> Data to examine
####################

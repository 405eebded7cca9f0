use axum::{
    extract::{Json, State},
    routing::get,
    Router,
};
use sea_orm::{ConnectionTrait, Statement};
use serde_json::{json, Value};

use crate::handlers::AppState;

/// Liveness/readiness probe; reports database reachability without failing
/// the endpoint
#[utoipa::path(
    get,
    path = "/health",
    responses((status = 200, description = "Service health")),
    tag = "Health"
)]
pub(crate) async fn health(State(state): State<AppState>) -> Json<Value> {
    let db_ok = state
        .db
        .execute(Statement::from_string(
            state.db.get_database_backend(),
            "SELECT 1".to_string(),
        ))
        .await
        .is_ok();

    Json(json!({
        "status": if db_ok { "ok" } else { "degraded" },
        "database": if db_ok { "up" } else { "down" },
        "version": env!("CARGO_PKG_VERSION"),
    }))
}

pub fn health_routes() -> Router<AppState> {
    Router::new().route("/health", get(health))
}
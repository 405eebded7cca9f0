//! Localized email copy. Subjects and bodies exist for every shipped
//! locale; the locale enum itself guarantees the English fallback since
//! unknown languages never reach here.

use super::{ConfirmationEmail, RecoveryEmail};
use crate::catalog::PackageId;
use crate::i18n::Locale;

pub fn confirmation_subject(locale: Locale) -> &'static str {
    match locale {
        Locale::En => "Your photoshoot is booked!",
        Locale::Tr => "Fotoğraf çekiminiz onaylandı!",
        Locale::Ar => "تم تأكيد جلسة التصوير الخاصة بك!",
        Locale::Ru => "Ваша фотосессия забронирована!",
        Locale::Es => "¡Tu sesión de fotos está reservada!",
    }
}

pub fn recovery_subject(locale: Locale) -> &'static str {
    match locale {
        Locale::En => "Your photoshoot is still waiting for you",
        Locale::Tr => "Fotoğraf çekiminiz sizi bekliyor",
        Locale::Ar => "جلسة التصوير الخاصة بك ما زالت بانتظارك",
        Locale::Ru => "Ваша фотосессия всё ещё ждёт вас",
        Locale::Es => "Tu sesión de fotos sigue esperándote",
    }
}

fn package_label(package_id: PackageId, locale: Locale) -> &'static str {
    use Locale::*;
    use PackageId::*;
    match (package_id, locale) {
        (Essential, En) => "Essential package",
        (Essential, Tr) => "Essential paketi",
        (Essential, Ar) => "باقة Essential",
        (Essential, Ru) => "Пакет Essential",
        (Essential, Es) => "Paquete Essential",
        (Premium, En) => "Premium package",
        (Premium, Tr) => "Premium paketi",
        (Premium, Ar) => "باقة Premium",
        (Premium, Ru) => "Пакет Premium",
        (Premium, Es) => "Paquete Premium",
        (Luxury, En) => "Luxury package",
        (Luxury, Tr) => "Luxury paketi",
        (Luxury, Ar) => "باقة Luxury",
        (Luxury, Ru) => "Пакет Luxury",
        (Luxury, Es) => "Paquete Luxury",
        (Rooftop, En) => "Rooftop package",
        (Rooftop, Tr) => "Rooftop paketi",
        (Rooftop, Ar) => "باقة Rooftop",
        (Rooftop, Ru) => "Пакет Rooftop",
        (Rooftop, Es) => "Paquete Rooftop",
    }
}

pub fn confirmation_body(email: &ConfirmationEmail) -> String {
    let package = package_label(email.package_id, email.locale);
    let greeting = match email.locale {
        Locale::En => format!("Hi {},", email.customer_name),
        Locale::Tr => format!("Merhaba {},", email.customer_name),
        Locale::Ar => format!("مرحباً {}،", email.customer_name),
        Locale::Ru => format!("Здравствуйте, {}!", email.customer_name),
        Locale::Es => format!("Hola {}:", email.customer_name),
    };
    let line = match email.locale {
        Locale::En => "Your booking is confirmed. We look forward to seeing you!",
        Locale::Tr => "Rezervasyonunuz onaylandı. Sizi görmek için sabırsızlanıyoruz!",
        Locale::Ar => "تم تأكيد حجزك. نتطلع لرؤيتك!",
        Locale::Ru => "Ваше бронирование подтверждено. Ждём вас!",
        Locale::Es => "Tu reserva está confirmada. ¡Te esperamos!",
    };

    format!(
        "<p>{greeting}</p>\
         <p>{line}</p>\
         <p><strong>{package}</strong><br/>\
         {date} · {time}<br/>\
         {amount} {currency}</p>",
        date = email.booking_date.format("%d.%m.%Y"),
        time = email.booking_time,
        amount = email.total_amount,
        currency = email.currency,
    )
}

pub fn recovery_body(email: &RecoveryEmail) -> String {
    let package = package_label(email.package_id, email.locale);
    let greeting = match email.locale {
        Locale::En => format!("Hi {},", email.customer_name),
        Locale::Tr => format!("Merhaba {},", email.customer_name),
        Locale::Ar => format!("مرحباً {}،", email.customer_name),
        Locale::Ru => format!("Здравствуйте, {}!", email.customer_name),
        Locale::Es => format!("Hola {}:", email.customer_name),
    };
    let line = match email.locale {
        Locale::En => "You were one step away from booking your photoshoot. Your selection is saved — pick up right where you left off.",
        Locale::Tr => "Fotoğraf çekiminizi ayırtmanıza bir adım kalmıştı. Seçiminiz kayıtlı, kaldığınız yerden devam edebilirsiniz.",
        Locale::Ar => "كنت على بُعد خطوة واحدة من حجز جلسة التصوير. اختيارك محفوظ، أكمل من حيث توقفت.",
        Locale::Ru => "Вам оставался один шаг до бронирования фотосессии. Ваш выбор сохранён — продолжите с того места, где остановились.",
        Locale::Es => "Estabas a un paso de reservar tu sesión de fotos. Tu selección está guardada: continúa donde lo dejaste.",
    };
    let cta = match email.locale {
        Locale::En => "Complete my booking",
        Locale::Tr => "Rezervasyonumu tamamla",
        Locale::Ar => "إكمال الحجز",
        Locale::Ru => "Завершить бронирование",
        Locale::Es => "Completar mi reserva",
    };

    format!(
        "<p>{greeting}</p>\
         <p>{line}</p>\
         <p><strong>{package}</strong></p>\
         <p><a href=\"{url}\">{cta}</a></p>",
        url = email.resume_url,
    )
}

#[cfg(test)]
mod tests {
    use super::*;
    use rust_decimal_macros::dec;

    #[test]
    fn every_locale_has_subjects() {
        for locale in Locale::ALL {
            assert!(!confirmation_subject(locale).is_empty());
            assert!(!recovery_subject(locale).is_empty());
        }
    }

    #[test]
    fn bodies_carry_booking_facts_in_every_locale() {
        for locale in Locale::ALL {
            let body = confirmation_body(&ConfirmationEmail {
                to: "x@example.com".into(),
                customer_name: "Jane".into(),
                package_id: PackageId::Rooftop,
                booking_date: chrono::NaiveDate::from_ymd_opt(2025, 6, 1).unwrap(),
                booking_time: "17:30".into(),
                total_amount: dec!(450.00),
                currency: "EUR".into(),
                locale,
            });
            assert!(body.contains("Jane"));
            assert!(body.contains("01.06.2025"));
            assert!(body.contains("17:30"));
            assert!(body.contains("450.00"));
        }
    }

    #[test]
    fn recovery_body_links_back_to_checkout() {
        let body = recovery_body(&RecoveryEmail {
            to: "x@example.com".into(),
            customer_name: "Иван".into(),
            package_id: PackageId::Premium,
            resume_url: "https://studiovista.co/checkout?draft=abc".into(),
            locale: Locale::Ru,
        });
        assert!(body.contains("https://studiovista.co/checkout?draft=abc"));
        assert!(body.contains("Иван"));
    }
}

####################

> Exercise instructions
Go through the listing above and find each line that contains "Your", then copy it.

> Response area
        Locale::En => "Your photoshoot is booked!",
        Locale::En => "Your photoshoot is still waiting for you",
        Locale::En => "Your booking is confirmed. We look forward to seeing you!",
        Locale::En => "You were one step away from booking your photoshoot. Your selection is saved — pick up right where you left off.",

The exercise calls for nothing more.